Hiring for capability, not numbers
In 2025, firms became more selective. The focus was not on adding headcount, but on hiring lawyers who could contribute immediately.
Firms looked for laterals who could step into live matters, manage complexity and deal confidently with clients. Sector experience and early client exposure became more important. This was especially true in areas such as technology, regulation, disputes, ESG, healthcare and IP, where training a generalist takes too long.
Counsel hiring gains momentum
Many firms also increased counsel-level hiring. Experienced counsel brought stability and leadership without expanding the partnership.
Rather than a compromise, counsel laterals are increasingly seen as a strategic solution, particularly in teams with steady but unpredictable workloads. This trend is expected to continue into 2026.
Why firms accept the cost
Lateral hiring is expensive. It raises pay levels, recruitment costs and integration risks. Still, firms continue to do it.
The reason is relatively simple. Not hiring can cost more. Gaps in experience damage teams, strain partners and put client relationships at risk. For many firms, paying a premium for proven lawyers is the safer option.
What changes in 2026
Looking ahead, demand for experienced laterals is expected to stay strong.

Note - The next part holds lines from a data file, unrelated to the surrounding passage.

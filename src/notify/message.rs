//! Push-gateway message types.
//!
//! The gateway expects an envelope whose `gcm.data.payload` field is itself
//! a JSON document *encoded as a string*; the receiving app decodes it a
//! second time to render a big-text notification:
//!
//! ```text
//! {"senderId": .., "gcm": {"dry_run": .., "time_to_live": .., "groups": [..],
//!                          "data": {"payload": "{\"style\":\"BigTextStyle\", ..}"}}}
//! ```
//!
//! Both layers are typed structs serialised with `serde_json`; no text
//! templating is involved.

use serde::Serialize;

use super::dispatcher::Destination;
use crate::classifier::{ClassifiedEvent, IconToken, Reading};
use crate::error::DeliveryError;

const STYLE_BIG_TEXT: &str = "BigTextStyle";
const SMALL_ICON: &str = "ic_lightbulb";

// ───────────────────────────────────────────────────────────────
// Inner payload (rendered by the phone / watch app)
// ───────────────────────────────────────────────────────────────

#[derive(Debug, Clone, PartialEq, Eq, Serialize)]
#[serde(rename_all = "camelCase")]
pub struct NotificationPayload {
    pub style: &'static str,
    pub content_title: String,
    pub content_text: String,
    #[serde(rename = "BigTextStyle")]
    pub big_text_style: BigTextStyle,
    pub small_icon: &'static str,
    pub background: String,
}

#[derive(Debug, Clone, PartialEq, Eq, Serialize)]
#[serde(rename_all = "camelCase")]
pub struct BigTextStyle {
    pub big_content_title: String,
    pub big_text: String,
    pub summary: String,
}

/// Build the notification body for a lighting change.
pub fn build_payload(
    title: &str,
    condition_label: &str,
    icon: IconToken,
    previous: Reading,
    current: Reading,
) -> NotificationPayload {
    NotificationPayload {
        style: STYLE_BIG_TEXT,
        content_title: title.to_owned(),
        content_text: condition_label.to_owned(),
        big_text_style: BigTextStyle {
            big_content_title: format!("{title} {condition_label}"),
            big_text: format!("Lighting conditions changed from {previous} to {current}"),
            summary: format!("Lighting changed from {previous} to {current}"),
        },
        small_icon: SMALL_ICON,
        background: format!("{SMALL_ICON}_{}", icon.as_str()),
    }
}

// ───────────────────────────────────────────────────────────────
// Envelope (consumed by the gateway)
// ───────────────────────────────────────────────────────────────

#[derive(Debug, Clone, PartialEq, Eq, Serialize)]
#[serde(rename_all = "camelCase")]
pub struct Envelope {
    pub sender_id: String,
    pub gcm: GcmSection,
}

#[derive(Debug, Clone, PartialEq, Eq, Serialize)]
pub struct GcmSection {
    pub dry_run: bool,
    pub time_to_live: u32,
    pub groups: Vec<String>,
    pub data: PayloadData,
}

#[derive(Debug, Clone, PartialEq, Eq, Serialize)]
pub struct PayloadData {
    /// JSON-encoded [`NotificationPayload`].
    pub payload: String,
}

/// Wrap a classified event for delivery to `target`.  The event's groups
/// become the recipient groups.
pub fn build_envelope(event: ClassifiedEvent, target: &Destination) -> Result<Envelope, DeliveryError> {
    let payload = build_payload(
        &target.title,
        &event.condition_label,
        event.icon,
        event.previous,
        event.current,
    );
    let payload = serde_json::to_string(&payload).map_err(|_| DeliveryError::Encode)?;

    Ok(Envelope {
        sender_id: target.sender_id.clone(),
        gcm: GcmSection {
            dry_run: target.dry_run,
            time_to_live: target.time_to_live_secs,
            groups: event.groups,
            data: PayloadData { payload },
        },
    })
}

/// Serialise an envelope to its wire form.
pub fn encode(envelope: &Envelope) -> Result<String, DeliveryError> {
    serde_json::to_string(envelope).map_err(|_| DeliveryError::Encode)
}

What is changing is how firms hire. They are becoming more cautious, more focused and faster. Generic profiles are less attractive. Firms want clear evidence of expertise, responsibility and credibility, and they move quickly when they find it.
What this means for firms and lawyers
For firms, lateral hiring now needs to be treated strategically. That means being clear about what skills are needed, moving decisively, and investing in retention as well as recruitment.
For experienced associates and counsel, the market still offers opportunity but focus matters. Lawyers with defined skills and sector experience are in demand. Broad, unfocused profiles face tougher competition.
As 2026 progresses, competition for experienced lateral lawyers will stay strong.